Apa sesungguhnya yang sedang terjadi selama ini? Jawabnya tersimpul dalam salah satu bait puisi TS. Eliot, seorang sastrawan modern, bahwa: the cycle of heaven in twenty centuries; brings us farther from God and nearer to dust (perputaran alam semesta dalam dua puluh abad; membawa kita terjauh dari Tuhan dan semakin dekat kepada debu kehancuran). Semua ilmu pengetahuan kita, masih kata Eliot, membawa kita semakin dekat kepada kebodohan (all our knowledge brings us nearer to ignorance).
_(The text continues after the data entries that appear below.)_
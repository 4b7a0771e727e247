use camino::{Utf8Path, Utf8PathBuf};

/// Status shown once the last image of a directory has been cropped.
pub const FINISHED_STATUS: &str = "No more images in current directory.";

/// Title shown before any directory has been chosen.
pub const WINDOW_TITLE: &str = "Image Cropper";

/// Where a session is in its lifecycle, derived from the [`Session`] fields.
#[derive(Debug, Clone, Copy, PartialEq, Eq)]
pub enum SessionPhase {
    /// No directory chosen yet.
    Idle,
    /// A directory is open and `current_index` points at an image.
    Ready,
    /// The directory held no recognized images.
    Empty,
    /// Every image of the directory has been processed.
    Finished,
}

/// Result of [`Session::advance`].
#[derive(Debug, Clone, Copy, PartialEq, Eq)]
pub enum Advance {
    /// The cursor moved to a new index.
    Moved(usize),
    /// The cursor ran past the last image; the session is now finished.
    Finished,
    /// Nothing to advance (idle, empty or already finished).
    Unchanged,
}

/// Cursor over the images of one directory.
///
/// All transitions are plain methods on this value so they can be exercised
/// without an image backend or a window. [`crate::state::SessionController`]
/// owns the single live instance and turns field changes into events.
///
/// `filenames` is fixed once a directory is selected; `current_index` is the
/// only cursor. While the session is not finished and `filenames` is not
/// empty, `current_index < filenames.len()` holds.
#[derive(Clone, Debug, Default, PartialEq, Eq)]
pub struct Session {
    pub directory: Option<Utf8PathBuf>,
    pub filenames: Vec<String>,
    pub current_index: usize,
    pub finished: bool,

    /// Operator-facing status or error line.
    pub status: String,
}

impl Session {
    /// Start a fresh session over `filenames` found in `directory`.
    pub fn start(directory: Utf8PathBuf, filenames: Vec<String>) -> Self {
        Self {
            directory: Some(directory),
            filenames,
            current_index: 0,
            finished: false,
            status: String::new(),
        }
    }

    pub fn phase(&self) -> SessionPhase {
        if self.directory.is_none() {
            SessionPhase::Idle
        } else if self.finished {
            SessionPhase::Finished
        } else if self.filenames.is_empty() {
            SessionPhase::Empty
        } else {
            SessionPhase::Ready
        }
    }

    pub fn is_finished(&self) -> bool {
        self.finished
    }

    /// Filename under the cursor, if the session is ready.
    pub fn current_filename(&self) -> Option<&str> {
        match self.phase() {
            SessionPhase::Ready => self.filenames.get(self.current_index).map(String::as_str),
            _ => None,
        }
    }

    /// Full path of the image under the cursor.
    pub fn current_source_path(&self) -> Option<Utf8PathBuf> {
        let directory = self.directory.as_ref()?;
        self.current_filename().map(|name| directory.join(name))
    }

    /// Destination of the crop for the image under the cursor.
    pub fn current_output_path(&self, output_folder: &str) -> Option<Utf8PathBuf> {
        let directory = self.directory.as_ref()?;
        self.current_filename()
            .map(|name| directory.join(output_folder).join(name))
    }

    /// Number of images not yet cropped, including the current one.
    pub fn remaining(&self) -> usize {
        match self.phase() {
            SessionPhase::Ready => self.filenames.len() - self.current_index,
            _ => 0,
        }
    }

    /// Move the cursor to the next image or mark the session finished.
    ///
    /// Never moves the cursor backwards; once finished, only [`Session::reset`]
    /// clears the flag.
    pub fn advance(&mut self) -> Advance {
        if self.phase() != SessionPhase::Ready {
            return Advance::Unchanged;
        }

        if self.current_index < self.filenames.len() - 1 {
            self.current_index += 1;
            Advance::Moved(self.current_index)
        } else {
            self.finished = true;
            self.status = FINISHED_STATUS.to_string();
            Advance::Finished
        }
    }

    /// Clear filenames, status and cursor. The directory is kept.
    pub fn reset(&mut self) {
        self.filenames.clear();
        self.status.clear();
        self.current_index = 0;
        self.finished = false;
    }

    pub fn window_title(&self) -> String {
        match &self.directory {
            Some(directory) => format!("{} - {}", WINDOW_TITLE, directory),
            None => WINDOW_TITLE.to_string(),
        }
    }

    /// One line per filename, long names shortened with [`display_label`].
    pub fn filename_listing(&self, head: usize, tail: usize) -> String {
        self.filenames
            .iter()
            .map(|name| display_label(name, head, tail) + "\n")
            .collect()
    }

    pub fn directory(&self) -> Option<&Utf8Path> {
        self.directory.as_deref()
    }
}

/// Shorten `name` for the sidebar list.
///
/// Names longer than `head` characters keep their first `head` and last `tail`
/// characters around an ellipsis; shorter names are returned unchanged.
pub fn display_label(name: &str, head: usize, tail: usize) -> String {
    let count = name.chars().count();
    if count <= head {
        return name.to_string();
    }

    let first: String = name.chars().take(head).collect();
    let last: String = name.chars().skip(count.saturating_sub(tail)).collect();
    format!("{first}…{last}")
}

#[cfg(test)]
mod tests {
    use super::*;

    fn session_with(names: &[&str]) -> Session {
        Session::start(
            Utf8PathBuf::from("/photos"),
            names.iter().map(|n| n.to_string()).collect(),
        )
    }

    #[test]
    fn test_default_session_is_idle() {
        let session = Session::default();
        assert_eq!(session.phase(), SessionPhase::Idle);
        assert_eq!(session.current_filename(), None);
        assert_eq!(session.window_title(), "Image Cropper");
    }

    #[test]
    fn test_start_session() {
        let session = session_with(&["a.jpg", "c.png"]);
        assert_eq!(session.phase(), SessionPhase::Ready);
        assert_eq!(session.current_index, 0);
        assert_eq!(session.current_filename(), Some("a.jpg"));
        assert_eq!(session.remaining(), 2);
        assert_eq!(session.window_title(), "Image Cropper - /photos");
    }

    #[test]
    fn test_empty_session() {
        let mut session = session_with(&[]);
        assert_eq!(session.phase(), SessionPhase::Empty);
        assert_eq!(session.current_filename(), None);
        assert_eq!(session.advance(), Advance::Unchanged);
        assert!(!session.finished);
    }

    #[test]
    fn test_advance_to_finish() {
        let mut session = session_with(&["a.jpg", "b.jpg"]);

        assert_eq!(session.advance(), Advance::Moved(1));
        assert_eq!(session.current_filename(), Some("b.jpg"));
        assert!(session.status.is_empty());

        assert_eq!(session.advance(), Advance::Finished);
        assert!(session.finished);
        assert_eq!(session.current_index, 1);
        assert_eq!(session.status, FINISHED_STATUS);
        assert_eq!(session.phase(), SessionPhase::Finished);
        assert_eq!(session.current_filename(), None);

        // Further advances leave the cursor and flag alone
        assert_eq!(session.advance(), Advance::Unchanged);
        assert_eq!(session.current_index, 1);
        assert!(session.finished);
    }

    #[test]
    fn test_reset_keeps_directory() {
        let mut session = session_with(&["a.jpg"]);
        session.advance();

        session.reset();

        assert!(session.filenames.is_empty());
        assert!(session.status.is_empty());
        assert_eq!(session.current_index, 0);
        assert!(!session.finished);
        assert_eq!(session.directory(), Some(Utf8Path::new("/photos")));
    }

    #[test]
    fn test_paths() {
        let session = session_with(&["a.jpg"]);
        assert_eq!(
            session.current_source_path(),
            Some(Utf8PathBuf::from("/photos/a.jpg"))
        );
        assert_eq!(
            session.current_output_path("cropped"),
            Some(Utf8PathBuf::from("/photos/cropped/a.jpg"))
        );
    }

    #[test]
    fn test_display_label() {
        assert_eq!(display_label("short.jpg", 10, 5), "short.jpg");
        assert_eq!(display_label("exactly10c", 10, 5), "exactly10c");
        assert_eq!(
            display_label("holiday_photo_0001.jpeg", 10, 5),
            "holiday_ph….jpeg"
        );
        assert_eq!(display_label("ünïcödé_name.png", 10, 5), "ünïcödé_na…e.png");
    }

    #[test]
    fn test_filename_listing() {
        let session = session_with(&["a.jpg", "a_very_long_filename.png"]);
        assert_eq!(session.filename_listing(10, 5), "a.jpg\na_very_lon…e.png\n");
    }
}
Ilmu kedokteran modern memandang manusia seperti mesin, yang dalam istilah Fritjof Capra, manusia sebagai mesin biomedis. Penyakit dipersepsi sebagai kegagalan fungsi (malfungsi) mekanisme biologis pada tataran seluler dan atau molekuler. Dengan pandangan semacam ini, upaya kesehatan yang diterapkan sering kali sangat fisikal sekaligus parsial. Terampil menggunakan stetoskop untuk mendengarkan suara jantung atau paru misalnya, tetapi seringkali gagal menangkap “suara hati” pasien. Padahal, meminjam kata-kata Henry Mandsley (psikiater), bahwa the sorrow which has no vent in tears, may make other organs weep (nestapa yang tak tersalurkan lewat air mata, bisa membuat organ-organ tubuh lain menangis).Makna terpenting dari ungkapan Mandsley di atas sebenarnya adalah merujuk pada nilai integritas kesehatan agar penanganan penyakit secara fisik tidak pernah (atau jangan sampai) tercerabut dari akar-akar sentuhan esensi jiwa insaniah. Kalau tidak, bukan hanya entitas kesehatan yang akan terus menampilkan potret buram, akan tetapi yang paling mengkhawatirkan dari sisi hasil pengorbanan yang telah dilakukan pihak provider adalah peringatan berikut ini: “Katakanlah (Muhammad):’Apakah perlu kami beritahukan kepadamu tentang orang yang paling rugi aktivitasnya’. Yaitu orang yang sia-sia pekerjaannya dalam kehidupan dunia, sedang mereka mengira telah berbuat sebaik-baiknya” (QS. Al-Kahfi: 103-104). Wallahu a’lam.
(La Ode Ahmad).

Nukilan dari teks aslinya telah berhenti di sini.